What this task involves:
Return the listing word for word, as given.

Source material:
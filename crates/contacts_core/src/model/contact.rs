//! Contact domain model.
//!
//! # Responsibility
//! - Define the canonical contact record.
//! - Define the partial update request used by write paths.
//!
//! # Invariants
//! - `id` is assigned by the store on insert and is immutable afterwards.
//! - `UNASSIGNED_CONTACT_ID` marks a contact that has not been stored yet.

use serde::{Deserialize, Serialize};

/// Store-generated contact identifier.
pub type ContactId = i64;

/// Id carried by contacts that have not been inserted yet.
pub const UNASSIGNED_CONTACT_ID: ContactId = 0;

/// Canonical contact record.
#[derive(Debug, Clone, PartialEq, Eq, Serialize, Deserialize)]
pub struct Contact {
    /// Primary key generated by the store.
    pub id: ContactId,
    pub name: String,
    pub phone: String,
}

impl Contact {
    /// Creates a contact that is not stored yet.
    pub fn new(name: impl Into<String>, phone: impl Into<String>) -> Self {
        Self::with_id(UNASSIGNED_CONTACT_ID, name, phone)
    }

    /// Creates a contact with a known id, e.g. a row read back from storage.
    pub fn with_id(id: ContactId, name: impl Into<String>, phone: impl Into<String>) -> Self {
        Self {
            id,
            name: name.into(),
            phone: phone.into(),
        }
    }
}

/// Partial update for one stored contact.
///
/// `None` leaves the field unchanged; `Some("")` clears it.
#[derive(Debug, Clone, Default, PartialEq, Eq, Serialize, Deserialize)]
pub struct ContactPatch {
    pub id: ContactId,
    pub name: Option<String>,
    pub phone: Option<String>,
}

impl ContactPatch {
    /// Creates a patch that changes nothing yet.
    pub fn new(id: ContactId) -> Self {
        Self {
            id,
            ..Self::default()
        }
    }

    pub fn name(mut self, name: impl Into<String>) -> Self {
        self.name = Some(name.into());
        self
    }

    pub fn phone(mut self, phone: impl Into<String>) -> Self {
        self.phone = Some(phone.into());
        self
    }

    /// Returns whether the patch carries no field changes.
    pub fn is_empty(&self) -> bool {
        self.name.is_none() && self.phone.is_none()
    }
}

/// Legacy form-style update: an empty field means "leave unchanged".
impl From<Contact> for ContactPatch {
    fn from(contact: Contact) -> Self {
        Self {
            id: contact.id,
            name: Some(contact.name).filter(|value| !value.is_empty()),
            phone: Some(contact.phone).filter(|value| !value.is_empty()),
        }
    }
}
//! SQLite migration registry and executor.
//!
//! # Responsibility
//! - Register schema migrations in strictly increasing order.
//! - Apply pending migrations atomically.
//!
//! # Invariants
//! - `version` values must remain monotonic.
//! - Applied migration version is mirrored to `PRAGMA user_version`.

use crate::db::{DbError, DbResult};
use rusqlite::Connection;

#[derive(Debug, Clone, Copy)]
struct Migration {
    version: u32,
    sql: &'static str,
}

const MIGRATIONS: &[Migration] = &[Migration {
    version: 1,
    sql: include_str!("0001_contacts.sql"),
}];

/// Returns the latest migration version known by this binary.
pub fn latest_version() -> u32 {
    MIGRATIONS.last().map_or(0, |migration| migration.version)
}

/// Reads the schema version recorded on the connection.
pub fn current_user_version(conn: &Connection) -> DbResult<u32> {
    let version = conn.query_row("PRAGMA user_version;", [], |row| row.get::<_, u32>(0))?;
    Ok(version)
}

/// Applies all pending migrations on the provided connection.
pub fn apply_migrations(conn: &mut Connection) -> DbResult<()> {
    let current_version = current_user_version(conn)?;
    let latest = latest_version();

    if current_version > latest {
        return Err(DbError::UnsupportedSchemaVersion {
            db_version: current_version,
            latest_supported: latest,
        });
    }

    if current_version == latest {
        return Ok(());
    }

    let tx = conn.transaction()?;
    for migration in MIGRATIONS {
        if migration.version <= current_version {
            continue;
        }

        tx.execute_batch(migration.sql)?;
        tx.execute_batch(&format!("PRAGMA user_version = {};", migration.version))?;
    }
    tx.commit()?;

    Ok(())
}
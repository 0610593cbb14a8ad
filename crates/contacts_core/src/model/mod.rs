//! Domain model for the contacts store.
//!
//! # Responsibility
//! - Define the contact record and the partial-update request shape.
//!
//! # Invariants
//! - A contact id is assigned by the store and never changes afterwards.

pub mod contact;
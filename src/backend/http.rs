//! HTTP execution target backend
//!
//! Posts the call to `<endpoint>/invoke` and returns the JSON body.

use async_trait::async_trait;
use serde_json::Value;
use tracing::{debug, error, instrument};

use crate::{
    error::{AppError, AppResult},
    rules::TargetId,
};

use super::{BackendCall, TargetBackend};

/// Backend talking to a target over HTTP
pub struct HttpBackend {
    client: reqwest::Client,
    target: TargetId,
    url: String,
}

impl HttpBackend {
    pub fn new(client: reqwest::Client, target: TargetId, endpoint: &str) -> Self {
        Self {
            client,
            target,
            url: format!("{}/invoke", endpoint.trim_end_matches('/')),
        }
    }

    fn failure(&self, message: String) -> AppError {
        AppError::Backend {
            target: self.target.to_string(),
            message,
        }
    }
}

#[async_trait]
impl TargetBackend for HttpBackend {
    fn name(&self) -> &str {
        self.target.as_str()
    }

    #[instrument(
        skip(self, call),
        fields(target_id = %self.target, correlation_id = %call.correlation_id)
    )]
    async fn invoke(&self, call: BackendCall) -> AppResult<Value> {
        debug!(
            url = %self.url,
            model = ?call.model,
            timeout_ms = call.timeout.as_millis() as u64,
            "Invoking target"
        );

        let response = self
            .client
            .post(&self.url)
            .timeout(call.timeout)
            .json(&call)
            .send()
            .await
            .map_err(|e| {
                error!(url = %self.url, error = %e, "Failed to reach target");
                self.failure(format!("request failed: {}", e))
            })?;

        let status = response.status();
        if !status.is_success() {
            let body = response.text().await.unwrap_or_default();
            error!(url = %self.url, status = %status, "Target returned an error");
            return Err(self.failure(format!("HTTP {}: {}", status, body)));
        }

        response
            .json::<Value>()
            .await
            .map_err(|e| self.failure(format!("invalid response body: {}", e)))
    }
}
//! HTTP routes for the dispatch service
//!
//! This module defines all HTTP endpoints exposed by the service.

pub mod dispatch;
pub mod health;
pub mod metrics;

use std::sync::Arc;

use axum::{
    routing::{get, post},
    Router,
};
use tower_http::{
    compression::CompressionLayer,
    cors::{Any, CorsLayer},
    trace::TraceLayer,
};

use crate::AppState;

/// Create the main application router
pub fn create_router(state: Arc<AppState>) -> Router {
    // CORS configuration
    let cors = CorsLayer::new()
        .allow_origin(Any)
        .allow_methods(Any)
        .allow_headers(Any);

    let api_routes = Router::new()
        .route("/v1/dispatch", post(dispatch::dispatch))
        .route("/v1/route", post(dispatch::route))
        .route("/v1/targets", get(dispatch::list_targets))
        .route("/v1/audit", get(dispatch::recent_decisions));

    // Health checks and metrics
    let public_routes = Router::new()
        .route("/health", get(health::health_check))
        .route("/health/ready", get(health::readiness_check))
        .route("/health/live", get(health::liveness_check))
        .route("/metrics", get(metrics::prometheus_metrics));

    Router::new()
        .merge(public_routes)
        .merge(api_routes)
        // Global middleware (applied to all routes)
        .layer(CompressionLayer::new())
        .layer(TraceLayer::new_for_http())
        .layer(cors)
        .with_state(state)
}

Task response:
filename crates/contacts_core/src/model/contact.rs
//! Contact domain model.
//!
//! # Responsibility
//! - Define the canonical contact record.
//! - Define the partial update request used by write paths.
//!
//! # Invariants
//! - `id` is assigned by the store on insert and is immutable afterwards.
//! - `UNASSIGNED_CONTACT_ID` marks a contact that has not been stored yet.

use serde::{Deserialize, Serialize};

/// Store-generated contact identifier.
pub type ContactId = i64;

/// Id carried by contacts that have not been inserted yet.
pub const UNASSIGNED_CONTACT_ID: ContactId = 0;

/// Canonical contact record.
#[derive(Debug, Clone, PartialEq, Eq, Serialize, Deserialize)]
pub struct Contact {
    /// Primary key generated by the store.
    pub id: ContactId,
    pub name: String,
    pub phone: String,
}

impl Contact {
    /// Creates a contact that is not stored yet.
    pub fn new(name: impl Into<String>, phone: impl Into<String>) -> Self {
        Self::with_id(UNASSIGNED_CONTACT_ID, name, phone)
    }

    /// Creates a contact with a known id, e.g. a row read back from storage.
    pub fn with_id(id: ContactId, name: impl Into<String>, phone: impl Into<String>) -> Self {
        Self {
            id,
            name: name.into(),
            phone: phone.into(),
        }
    }
}

/// Partial update for one stored contact.
///
/// `None` leaves the field unchanged; `Some("")` clears it.
#[derive(Debug, Clone, Default, PartialEq, Eq, Serialize, Deserialize)]
pub struct ContactPatch {
    pub id: ContactId,
    pub name: Option<String>,
    pub phone: Option<String>,
}

impl ContactPatch {
    /// Creates a patch that changes nothing yet.
    pub fn new(id: ContactId) -> Self {
        Self {
            id,
            ..Self::default()
        }
    }

    pub fn name(mut self, name: impl Into<String>) -> Self {
        self.name = Some(name.into());
        self
    }

    pub fn phone(mut self, phone: impl Into<String>) -> Self {
        self.phone = Some(phone.into());
        self
    }

    /// Returns whether the patch carries no field changes.
    pub fn is_empty(&self) -> bool {
        self.name.is_none() && self.phone.is_none()
    }
}

/// Legacy form-style update: an empty field means "leave unchanged".
impl From<Contact> for ContactPatch {
    fn from(contact: Contact) -> Self {
        Self {
            id: contact.id,
            name: Some(contact.name).filter(|value| !value.is_empty()),
            phone: Some(contact.phone).filter(|value| !value.is_empty()),
        }
    }
}
//! SQLite migration registry and executor.
//!
//! # Responsibility
//! - Register schema migrations in strictly increasing order.
//! - Apply pending migrations atomically.
//!
//! # Invariants
//! - `version` values must remain monotonic.
//! - Applied migration version is mirrored to `PRAGMA user_version`.

use crate::db::{DbError, DbResult};
use rusqlite::Connection;

#[derive(Debug, Clone, Copy)]
struct Migration {
    version: u32,
    sql: &'static str,
}

const MIGRATIONS: &[Migration] = &[Migration {
    version: 1,
    sql: include_str!("0001_contacts.sql"),
}];

/// Returns the latest migration version known by this binary.
pub fn latest_version() -> u32 {
    MIGRATIONS.last().map_or(0, |migration| migration.version)
}

/// Reads the schema version recorded on the connection.
pub fn current_user_version(conn: &Connection) -> DbResult<u32> {
    let version = conn.query_row("PRAGMA user_version;", [], |row| row.get::<_, u32>(0))?;
    Ok(version)
}

/// Applies all pending migrations on the provided connection.
pub fn apply_migrations(conn: &mut Connection) -> DbResult<()> {
    let current_version = current_user_version(conn)?;
    let latest = latest_version();

    if current_version > latest {
        return Err(DbError::UnsupportedSchemaVersion {
            db_version: current_version,
            latest_supported: latest,
        });
    }

    if current_version == latest {
        return Ok(());
    }

    let tx = conn.transaction()?;
    for migration in MIGRATIONS {
        if migration.version <= current_version {
            continue;
        }

        tx.execute_batch(migration.sql)?;
        tx.execute_batch(&format!("PRAGMA user_version = {};", migration.version))?;
    }
    tx.commit()?;

    Ok(())
}
repository 0610593cbb14a8ad
filename crates/contacts_core/src/model/mod.rs
//! Domain model for the contacts store.
//!
//! # Responsibility
//! - Define the contact record and the partial-update request shape.
//!
//! # Invariants
//! - A contact id is assigned by the store and never changes afterwards.

pub mod contact;
filename src/backend/http.rs
//! HTTP execution target backend
//!
//! Posts the call to `<endpoint>/invoke` and returns the JSON body.

use async_trait::async_trait;
use serde_json::Value;
use tracing::{debug, error, instrument};

use crate::{
    error::{AppError, AppResult},
    rules::TargetId,
};

use super::{BackendCall, TargetBackend};

/// Backend talking to a target over HTTP
pub struct HttpBackend {
    client: reqwest::Client,
    target: TargetId,
    url: String,
}

impl HttpBackend {
    pub fn new(client: reqwest::Client, target: TargetId, endpoint: &str) -> Self {
        Self {
            client,
            target,
            url: format!("{}/invoke", endpoint.trim_end_matches('/')),
        }
    }

    fn failure(&self, message: String) -> AppError {
        AppError::Backend {
            target: self.target.to_string(),
            message,
        }
    }
}

#[async_trait]
impl TargetBackend for HttpBackend {
    fn name(&self) -> &str {
        self.target.as_str()
    }

    #[instrument(
        skip(self, call),
        fields(target_id = %self.target, correlation_id = %call.correlation_id)
    )]
    async fn invoke(&self, call: BackendCall) -> AppResult<Value> {
        debug!(
            url = %self.url,
            model = ?call.model,
            timeout_ms = call.timeout.as_millis() as u64,
            "Invoking target"
        );

        let response = self
            .client
            .post(&self.url)
            .timeout(call.timeout)
            .json(&call)
            .send()
            .await
            .map_err(|e| {
                error!(url = %self.url, error = %e, "Failed to reach target");
                self.failure(format!("request failed: {}", e))
            })?;

        let status = response.status();
        if !status.is_success() {
            let body = response.text().await.unwrap_or_default();
            error!(url = %self.url, status = %status, "Target returned an error");
            return Err(self.failure(format!("HTTP {}: {}", status, body)));
        }

        response
            .json::<Value>()
            .await
            .map_err(|e| self.failure(format!("invalid response body: {}", e)))
    }
}
//! HTTP routes for the dispatch service
//!
//! This module defines all HTTP endpoints exposed by the service.

pub mod dispatch;
pub mod health;
pub mod metrics;

use std::sync::Arc;

use axum::{
    routing::{get, post},
    Router,
};
use tower_http::{
    compression::CompressionLayer,
    cors::{Any, CorsLayer},
    trace::TraceLayer,
};

use crate::AppState;

/// Create the main application router
pub fn create_router(state: Arc<AppState>) -> Router {
    // CORS configuration
    let cors = CorsLayer::new()
        .allow_origin(Any)
        .allow_methods(Any)
        .allow_headers(Any);

    let api_routes = Router::new()
        .route("/v1/dispatch", post(dispatch::dispatch))
        .route("/v1/route", post(dispatch::route))
        .route("/v1/targets", get(dispatch::list_targets))
        .route("/v1/audit", get(dispatch::recent_decisions));

    // Health checks and metrics
    let public_routes = Router::new()
        .route("/health", get(health::health_check))
        .route("/health/ready", get(health::readiness_check))
        .route("/health/live", get(health::liveness_check))
        .route("/metrics", get(metrics::prometheus_metrics));

    Router::new()
        .merge(public_routes)
        .merge(api_routes)
        // Global middleware (applied to all routes)
        .layer(CompressionLayer::new())
        .layer(TraceLayer::new_for_http())
        .layer(cors)
        .with_state(state)
}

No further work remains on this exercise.